_Your task_: Work through the data below and give the number of lines holding "RequestError", nothing more.

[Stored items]
▼

// crates/rapsa-core/tests/adversarial_inputs.rs
// ============================================================================
// Module: Adversarial Input Tests
// Description: Perturbation and hostile-input tests for identifier types.
// Purpose: Ensure checksums catch corruption and malformed input fails fast.
// Dependencies: rapsa-core
// ============================================================================

//! ## Overview
//! Exhaustively perturbs single digits of known-valid identifiers and
//! asserts no perturbation survives validation; the mod-97 and Luhn
//! families both detect every single-digit substitution. Also exercises
//! hostile compact inputs.

#![allow(
    clippy::panic,
    clippy::print_stdout,
    clippy::print_stderr,
    clippy::unwrap_used,
    clippy::expect_used,
    clippy::use_debug,
    clippy::dbg_macro,
    clippy::panic_in_result_fn,
    clippy::unwrap_in_result,
    reason = "Test-only output and panic-based assertions are permitted."
)]

use rapsa_core::base62;
use rapsa_core::identity::CardNumber;
use rapsa_core::identity::Sheba;
use rapsa_core::identity::WalletAddress;

/// Replaces the byte at `position` with the digit character `digit`.
fn with_digit(original: &str, position: usize, digit: u8) -> String {
    let mut bytes = original.as_bytes().to_vec();
    bytes[position] = b'0' + digit;
    String::from_utf8(bytes).unwrap_or_default()
}

/// Verifies every single-digit perturbation of a valid Sheba body fails.
#[test]
fn sheba_single_digit_perturbations_all_fail() {
    let valid = "IR870570028180010653892101";
    for position in 2..valid.len() {
        let original = valid.as_bytes()[position] - b'0';
        for digit in 0..=9_u8 {
            if digit == original {
                continue;
            }
            let perturbed = with_digit(valid, position, digit);
            assert!(
                Sheba::from_decimal(&perturbed).is_err(),
                "perturbation {perturbed} passed validation"
            );
        }
    }
}

/// Verifies every single-digit substitution of a valid card fails.
#[test]
fn card_single_digit_perturbations_all_fail() {
    let valid = "6274129005473742";
    for position in 0..valid.len() {
        let original = valid.as_bytes()[position] - b'0';
        for digit in 0..=9_u8 {
            if digit == original {
                continue;
            }
            let perturbed = with_digit(valid, position, digit);
            assert!(
                CardNumber::from_decimal(&perturbed).is_err(),
                "perturbation {perturbed} passed validation"
            );
        }
    }
}

/// Verifies every single-digit substitution of a valid wallet fails.
#[test]
fn wallet_single_digit_perturbations_all_fail() {
    let valid = "12345678901237";
    for position in 0..valid.len() {
        let original = valid.as_bytes()[position] - b'0';
        for digit in 0..=9_u8 {
            if digit == original {
                continue;
            }
            let perturbed = with_digit(valid, position, digit);
            assert!(
                WalletAddress::from_decimal(&perturbed).is_err(),
                "perturbation {perturbed} passed validation"
            );
        }
    }
}

/// Verifies empty input never constructs an identifier.
#[test]
fn empty_input_is_rejected_everywhere() {
    assert!(CardNumber::from_decimal("").is_err());
    assert!(CardNumber::from_compact("").is_err());
    assert!(Sheba::from_decimal("").is_err());
    assert!(Sheba::from_compact("").is_err());
    assert!(WalletAddress::from_decimal("").is_err());
    assert!(WalletAddress::from_compact("").is_err());
}

/// Verifies compact forms of out-of-width magnitudes are rejected.
#[test]
fn oversized_compact_magnitudes_are_rejected() {
    let card_overflow = base62::encode("12345678901234567").unwrap();
    assert!(CardNumber::from_compact(&card_overflow).is_err());

    let wallet_overflow = base62::encode("123456789012345").unwrap();
    assert!(WalletAddress::from_compact(&wallet_overflow).is_err());
}

/// Verifies hostile compact text surfaces codec errors, never panics.
#[test]
fn hostile_compact_text_is_rejected() {
    for input in ["!!!", "SjbY weOE", "نامعتبر", "c=a&b", "../../etc"] {
        assert!(CardNumber::from_compact(input).is_err());
        assert!(Sheba::from_compact(input).is_err());
        assert!(WalletAddress::from_compact(input).is_err());
    }
}
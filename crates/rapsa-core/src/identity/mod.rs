// rapsa-core/src/identity/mod.rs
// ============================================================================
// Module: Identifier Value Types
// Description: Validated financial identifiers with decimal and compact forms.
// Purpose: Provide fail-fast identifier construction and kind dispatch.
// Dependencies: crate::base62, serde, thiserror
// ============================================================================

//! ## Overview
//! Each identifier value type wraps a canonical decimal form and a compact
//! base-62 form, always kept consistent, and validates a kind-specific
//! checksum at construction. Construction fails instead of producing a
//! partially valid object; every value that exists has passed its checksum.

// ============================================================================
// SECTION: Submodules
// ============================================================================

pub mod bank;
pub mod card;
pub mod sheba;
pub mod wallet;

// ============================================================================
// SECTION: Imports
// ============================================================================

use std::fmt;

use serde::Deserialize;
use serde::Serialize;
use thiserror::Error;

use crate::base62::Base62Error;

// ============================================================================
// SECTION: Re-Exports
// ============================================================================

pub use bank::BankDescriptor;
pub use card::CardNumber;
pub use sheba::Sheba;
pub use wallet::WalletAddress;
pub use wallet::WalletCategory;

// ============================================================================
// SECTION: Identifier Kinds
// ============================================================================

/// Identifier kinds understood by the toolkit.
#[derive(Debug, Clone, Copy, PartialEq, Eq, Hash, Serialize, Deserialize)]
#[serde(rename_all = "snake_case")]
pub enum IdentifierKind {
    /// Sixteen-digit payment-card number.
    Card,
    /// `IR`-prefixed 24-digit bank-account (Sheba) number.
    Account,
    /// Fourteen-digit wallet address.
    Wallet,
}

impl fmt::Display for IdentifierKind {
    fn fmt(&self, f: &mut fmt::Formatter<'_>) -> fmt::Result {
        let name = match self {
            Self::Card => "card number",
            Self::Account => "sheba number",
            Self::Wallet => "wallet address",
        };
        f.write_str(name)
    }
}

// ============================================================================
// SECTION: Errors
// ============================================================================

/// Identifier construction and validation errors.
#[derive(Debug, Error, Clone, PartialEq, Eq)]
pub enum IdentifierError {
    /// Input does not match the kind's expected character or length pattern.
    #[error("{kind} has invalid format: {reason}")]
    InvalidFormat {
        /// Identifier kind under construction.
        kind: IdentifierKind,
        /// Description of the format violation.
        reason: String,
    },
    /// Format is correct but the checksum algorithm rejects the value.
    #[error("{kind} failed checksum validation")]
    InvalidChecksum {
        /// Identifier kind under construction.
        kind: IdentifierKind,
    },
    /// Compact input is not valid base-62 text.
    #[error("{kind} compact form is invalid: {source}")]
    Codec {
        /// Identifier kind under construction.
        kind: IdentifierKind,
        /// Underlying codec error.
        source: Base62Error,
    },
}

impl IdentifierError {
    /// Creates an invalid-format error for the given kind.
    pub(crate) fn invalid_format(kind: IdentifierKind, reason: impl Into<String>) -> Self {
        Self::InvalidFormat {
            kind,
            reason: reason.into(),
        }
    }
}

// ============================================================================
// SECTION: Tagged Identifier
// ============================================================================

/// Tagged identifier value holding any of the three identifier kinds.
#[derive(Debug, Clone, PartialEq, Eq, Serialize, Deserialize)]
#[serde(rename_all = "snake_case")]
pub enum Identifier {
    /// Payment-card number.
    Card(CardNumber),
    /// Sheba account number.
    Account(Sheba),
    /// Wallet address.
    Wallet(WalletAddress),
}

impl Identifier {
    /// Returns the kind tag of this identifier.
    #[must_use]
    pub const fn kind(&self) -> IdentifierKind {
        match self {
            Self::Card(_) => IdentifierKind::Card,
            Self::Account(_) => IdentifierKind::Account,
            Self::Wallet(_) => IdentifierKind::Wallet,
        }
    }

    /// Returns the compact base-62 form.
    #[must_use]
    pub fn encoded(&self) -> &str {
        match self {
            Self::Card(card) => card.encoded(),
            Self::Account(sheba) => sheba.encoded(),
            Self::Wallet(wallet) => wallet.encoded(),
        }
    }

    /// Returns the canonical decimal form.
    #[must_use]
    pub fn decoded(&self) -> &str {
        match self {
            Self::Card(card) => card.decoded(),
            Self::Account(sheba) => sheba.decoded(),
            Self::Wallet(wallet) => wallet.decoded(),
        }
    }
}

impl fmt::Display for Identifier {
    fn fmt(&self, f: &mut fmt::Formatter<'_>) -> fmt::Result {
        f.write_str(self.decoded())
    }
}

impl From<CardNumber> for Identifier {
    fn from(card: CardNumber) -> Self {
        Self::Card(card)
    }
}

impl From<Sheba> for Identifier {
    fn from(sheba: Sheba) -> Self {
        Self::Account(sheba)
    }
}

impl From<WalletAddress> for Identifier {
    fn from(wallet: WalletAddress) -> Self {
        Self::Wallet(wallet)
    }
}
// rapsa-core/src/request/parser.rs
// ============================================================================
// Module: Request Parser
// Description: Reconstruction of a request from its URI text form.
// Purpose: Invert the build grammar exactly without re-running schema rules.
// Dependencies: crate::request
// ============================================================================

//! ## Overview
//! Parsing splits the URI once on `://`, requires the literal `rapsa`
//! scheme, resolves the path token, and groups repeated query keys into
//! ordered lists (a key appearing exactly once stays scalar). The raw
//! parameter map is installed directly: parse accepts whatever keys were
//! present and does not re-run the schema or business rules that `add_*`
//! enforces. This asymmetry is deliberate — validation of embedded values
//! is deferred to the typed accessors, which re-validate lazily.

// ============================================================================
// SECTION: Imports
// ============================================================================

use crate::request::RequestError;
use crate::request::RequestPath;
use crate::request::SCHEME;
use crate::request::builder::Rapsa;
use crate::request::query;

// ============================================================================
// SECTION: Parsing
// ============================================================================

impl Rapsa {
    /// Parses URI text into a request without re-running schema rules.
    ///
    /// # Errors
    ///
    /// Returns [`RequestError`] when the separator or scheme is wrong, the
    /// path token is unknown, or a query value fails percent-decoding.
    pub fn parse(uri: &str) -> Result<Self, RequestError> {
        let Some((scheme, rest)) = uri.split_once("://") else {
            return Err(RequestError::MalformedUri(
                "missing \"://\" separator".to_string(),
            ));
        };
        if scheme != SCHEME {
            return Err(RequestError::MalformedUri(format!(
                "unsupported scheme {scheme:?}"
            )));
        }
        let (token, query_text) = match rest.split_once('?') {
            Some((token, query_text)) => (token, Some(query_text)),
            None => (rest, None),
        };
        let path = RequestPath::from_token(token)?;

        let mut params: Vec<(String, Vec<String>)> = Vec::new();
        if let Some(query_text) = query_text {
            for segment in query_text.split('&') {
                if segment.is_empty() {
                    continue;
                }
                let (key, value) = segment.split_once('=').unwrap_or((segment, ""));
                let value = query::decode_value(value)?;
                if let Some(entry) = params.iter_mut().find(|(existing, _)| existing == key) {
                    entry.1.push(value);
                } else {
                    params.push((key.to_string(), vec![value]));
                }
            }
        }

        let mut request = Self::new();
        request.select_path(path);
        request.install_raw(params);
        Ok(request)
    }
}
mod app;
mod auth;
mod config;
mod error;
mod library;
mod mailer;
mod state;

#[tokio::main]
async fn main() -> anyhow::Result<()> {
    dotenvy::dotenv().ok();

    let env_filter = std::env::var("RUST_LOG")
        .unwrap_or_else(|_| "libris=debug,axum=info,tower_http=info".to_string());
    let json_logs = std::env::var("LOG_FORMAT")
        .map(|v| v == "json")
        .unwrap_or(false);

    if json_logs {
        tracing_subscriber::fmt()
            .with_env_filter(env_filter)
            .with_target(false)
            .json()
            .init();
    } else {
        tracing_subscriber::fmt().with_env_filter(env_filter).init();
    }

    let app_state = state::AppState::init().await?;

    if let Err(e) = sqlx::migrate!("./migrations").run(&app_state.db).await {
        tracing::warn!(error = %e, "migration failed; continuing");
    }

    let app = app::build_app(app_state);
    app::serve(app).await
}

▲

_Answer section_: 5